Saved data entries

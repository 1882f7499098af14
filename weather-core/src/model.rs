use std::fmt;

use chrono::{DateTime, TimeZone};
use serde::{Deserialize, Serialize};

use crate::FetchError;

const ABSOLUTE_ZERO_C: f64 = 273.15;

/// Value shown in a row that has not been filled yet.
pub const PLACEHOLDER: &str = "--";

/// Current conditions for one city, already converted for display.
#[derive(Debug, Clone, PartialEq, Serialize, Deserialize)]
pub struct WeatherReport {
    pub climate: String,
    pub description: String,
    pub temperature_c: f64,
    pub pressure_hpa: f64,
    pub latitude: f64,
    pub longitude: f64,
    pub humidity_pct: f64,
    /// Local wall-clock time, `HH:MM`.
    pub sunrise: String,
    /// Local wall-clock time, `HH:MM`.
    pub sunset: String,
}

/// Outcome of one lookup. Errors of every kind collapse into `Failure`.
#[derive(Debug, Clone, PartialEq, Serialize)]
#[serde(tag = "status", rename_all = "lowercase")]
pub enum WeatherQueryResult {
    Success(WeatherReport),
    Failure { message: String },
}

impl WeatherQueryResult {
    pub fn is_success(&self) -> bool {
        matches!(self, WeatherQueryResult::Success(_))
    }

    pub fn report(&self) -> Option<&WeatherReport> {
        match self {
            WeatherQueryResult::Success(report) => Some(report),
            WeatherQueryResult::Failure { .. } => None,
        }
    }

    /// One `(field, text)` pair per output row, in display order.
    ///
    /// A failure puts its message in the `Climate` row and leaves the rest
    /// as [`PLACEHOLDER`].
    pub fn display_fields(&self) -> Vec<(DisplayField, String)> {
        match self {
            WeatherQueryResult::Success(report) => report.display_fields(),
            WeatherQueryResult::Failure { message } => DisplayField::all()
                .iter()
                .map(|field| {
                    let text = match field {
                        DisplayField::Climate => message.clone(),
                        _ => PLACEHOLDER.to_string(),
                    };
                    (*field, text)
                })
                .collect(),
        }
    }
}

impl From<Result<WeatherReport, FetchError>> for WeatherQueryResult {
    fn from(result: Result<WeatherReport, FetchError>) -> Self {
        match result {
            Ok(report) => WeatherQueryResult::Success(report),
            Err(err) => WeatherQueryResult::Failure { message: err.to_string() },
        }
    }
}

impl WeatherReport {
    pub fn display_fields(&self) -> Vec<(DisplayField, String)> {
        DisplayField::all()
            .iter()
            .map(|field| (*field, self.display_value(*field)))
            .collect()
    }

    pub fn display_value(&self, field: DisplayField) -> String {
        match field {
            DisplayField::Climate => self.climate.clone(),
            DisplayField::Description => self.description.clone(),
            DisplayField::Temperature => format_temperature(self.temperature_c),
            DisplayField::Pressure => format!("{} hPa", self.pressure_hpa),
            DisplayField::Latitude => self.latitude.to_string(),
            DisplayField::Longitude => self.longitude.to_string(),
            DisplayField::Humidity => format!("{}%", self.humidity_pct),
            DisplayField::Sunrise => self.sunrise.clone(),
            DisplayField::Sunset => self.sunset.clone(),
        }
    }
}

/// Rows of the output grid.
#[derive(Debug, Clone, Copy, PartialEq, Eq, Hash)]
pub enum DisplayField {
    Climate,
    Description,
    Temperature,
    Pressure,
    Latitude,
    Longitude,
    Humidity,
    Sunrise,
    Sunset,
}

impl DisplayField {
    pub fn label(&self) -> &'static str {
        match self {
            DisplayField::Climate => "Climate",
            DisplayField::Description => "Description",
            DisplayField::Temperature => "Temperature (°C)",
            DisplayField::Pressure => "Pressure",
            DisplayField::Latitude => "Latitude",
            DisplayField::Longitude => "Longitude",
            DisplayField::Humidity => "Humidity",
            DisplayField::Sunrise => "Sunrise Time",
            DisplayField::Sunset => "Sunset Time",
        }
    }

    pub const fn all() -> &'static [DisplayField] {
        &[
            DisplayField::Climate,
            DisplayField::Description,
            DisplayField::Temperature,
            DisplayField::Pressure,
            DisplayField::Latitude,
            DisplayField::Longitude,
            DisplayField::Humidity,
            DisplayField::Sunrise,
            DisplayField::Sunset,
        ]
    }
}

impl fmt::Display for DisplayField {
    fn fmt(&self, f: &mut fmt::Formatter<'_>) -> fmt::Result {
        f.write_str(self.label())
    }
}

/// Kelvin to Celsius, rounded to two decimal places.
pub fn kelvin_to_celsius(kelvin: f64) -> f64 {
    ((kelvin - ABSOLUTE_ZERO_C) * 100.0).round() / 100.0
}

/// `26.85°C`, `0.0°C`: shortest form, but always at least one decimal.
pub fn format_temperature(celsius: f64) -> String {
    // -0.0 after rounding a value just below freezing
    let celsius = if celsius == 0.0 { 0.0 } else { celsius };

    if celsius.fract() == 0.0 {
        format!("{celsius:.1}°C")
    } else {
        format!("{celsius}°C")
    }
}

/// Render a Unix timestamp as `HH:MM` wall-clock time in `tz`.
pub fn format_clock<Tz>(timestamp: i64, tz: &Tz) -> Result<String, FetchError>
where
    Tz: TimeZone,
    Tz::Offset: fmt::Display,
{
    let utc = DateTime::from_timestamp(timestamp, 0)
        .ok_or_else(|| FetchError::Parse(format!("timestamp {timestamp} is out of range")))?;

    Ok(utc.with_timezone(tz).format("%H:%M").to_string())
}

#### [Problem to work on]
Of the lines above, show those in which "PLACEHOLDER" appears.

#### [Problem solution]
pub const PLACEHOLDER: &str = "--";
    /// as [`PLACEHOLDER`].
                        _ => PLACEHOLDER.to_string(),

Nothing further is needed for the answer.